Un plan orquestado: Las claves del fallo judicial en Badajoz
La justicia ha sido contundente al analizar la gestión de personal dentro de la Diputación de Badajoz. Según la sentencia de la Audiencia Provincial, la incorporación de David Sánchez Pérez-Castejón no fue un proceso administrativo ordinario, sino el resultado de una estrategia diseñada desde las altas instancias institucionales. El tribunal sostiene que existen pruebas directas suficientes para confirmar que los implicados actuaron bajo un plan preconcebido, rompiendo con los principios de objetividad que deben regir en la función pública.
El fallo judicial pone el foco en la unidad de acción de los acusados. La resolución destaca que no se trató de errores aislados, sino de una concatenación de actos arbitrarios cuyo objetivo final era beneficiar directamente al hermano del actual presidente del Gobierno. Para los magistrados, la lógica y la razón apuntan inequívocamente a que los condenados conocían y participaban activamente en este entramado delictivo.
Las penas: Nueve años de inhabilitación para David Sánchez
Las consecuencias penales de esta resolución afectan al núcleo del poder socialista en Extremadura. Los puntos clave de la condena incluyen:
- David Sánchez Pérez-Castejón: Condenado a nueve años de inhabilitación especial para empleo o cargo público por el delito de prevaricación.
- Miguel Ángel Gallardo: El que fuera presidente de la Diputación recibe la pena más severa, con un total de 18 años de inhabilitación.
- Ricardo Cabezas: El actual diputado de Cultura también ha sido inhabilitado por un periodo de nueve años.

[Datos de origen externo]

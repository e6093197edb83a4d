use thiserror::Error;

#[derive(Error, Debug)]
pub enum Error {
    #[error("IO error: {0}")]
    Io(#[from] std::io::Error),

    #[error("Serialization error: {0}")]
    Serialization(#[from] serde_json::Error),

    #[error("Invalid URL: {0}")]
    InvalidUrl(String),

    #[error("Configuration error: {0}")]
    Config(String),

    #[error("Invalid request: {0}")]
    InvalidRequest(String),

    /// News retrieval or page scraping failed.
    #[error("Fetch unavailable: {0}")]
    FetchUnavailable(String),

    /// The text-analysis call for one article failed.
    #[error("Scoring unavailable: {0}")]
    ScoringUnavailable(String),

    /// Aggregate requested over zero scored articles.
    #[error("No scored articles to aggregate")]
    NoData,

    #[error("Narrative unavailable: {0}")]
    NarrativeUnavailable(String),

    #[error("Translation unavailable: {0}")]
    TranslationUnavailable(String),

    #[error("Audio unavailable: {0}")]
    AudioUnavailable(String),

    /// Broken internal invariant. The only non-recoverable kind.
    #[error("Internal invariant violated: {0}")]
    Invariant(String),

    #[error("HTTP error: {0}")]
    Http(#[from] reqwest::Error),

    #[error("External error: {0}")]
    External(#[from] anyhow::Error),
}

impl From<url::ParseError> for Error {
    fn from(e: url::ParseError) -> Self {
        Error::InvalidUrl(e.to_string())
    }
}

impl Error {
    /// Everything except a broken invariant degrades a single field of a report.
    pub fn is_recoverable(&self) -> bool {
        !matches!(self, Error::Invariant(_))
    }
}

pub type Result<T> = std::result::Result<T, Error>;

- Manuel Candalija: Identificado como cooperador necesario, enfrentando igualmente una pena de nueve años de alejamiento de funciones públicas.
El mecanismo del fraude: Plazas a medida y favoritismos
La investigación judicial ha logrado desgranar cómo se «pergeñaron» las plazas que dieron origen al conflicto. El tribunal subraya que la creación de ciertos puestos de trabajo, especialmente en el área de identidad cultural, se realizó con el único fin de encajar perfiles específicos vinculados al entorno de los acusados. Un ejemplo paradigmático citado es la adjudicación de plazas en comisión de servicio a personas cercanas a la estructura directiva, como ocurrió con el caso de Luis Carrero.
Este modus operandi evitó los cauces reglamentarios de transparencia y mérito, sustituyéndolos por una adjudicación arbitraria. La sentencia es clara al señalar que el diseño de estos puestos fue una herramienta para consolidar un sistema de favores personales sufragados con fondos públicos, lo que constituye la base del delito de prevaricación administrativa.
Reacción de la Diputación y escenario de futuro
Tras conocerse el veredicto, la Diputación de Badajoz ha emitido una respuesta oficial marcada por la cautela institucional. A pesar de la gravedad de los hechos probados, el organismo provincial ha manifestado su respeto absoluto a las decisiones emanadas del tribunal, apelando a la solidez del Estado de Derecho. Asimismo, han recordado que la institución ha mantenido una postura de colaboración constante con los órganos instructores durante todo el proceso judicial.
Este fallo no solo supone un terremoto político para la región, sino que abre un debate profundo sobre la fiscalización de los procesos de contratación en las administraciones provinciales. La sentencia deja claro que la discrecionalidad política no puede amparar la creación de puestos de trabajo que carezcan de una base técnica real y que respondan únicamente a intereses privados.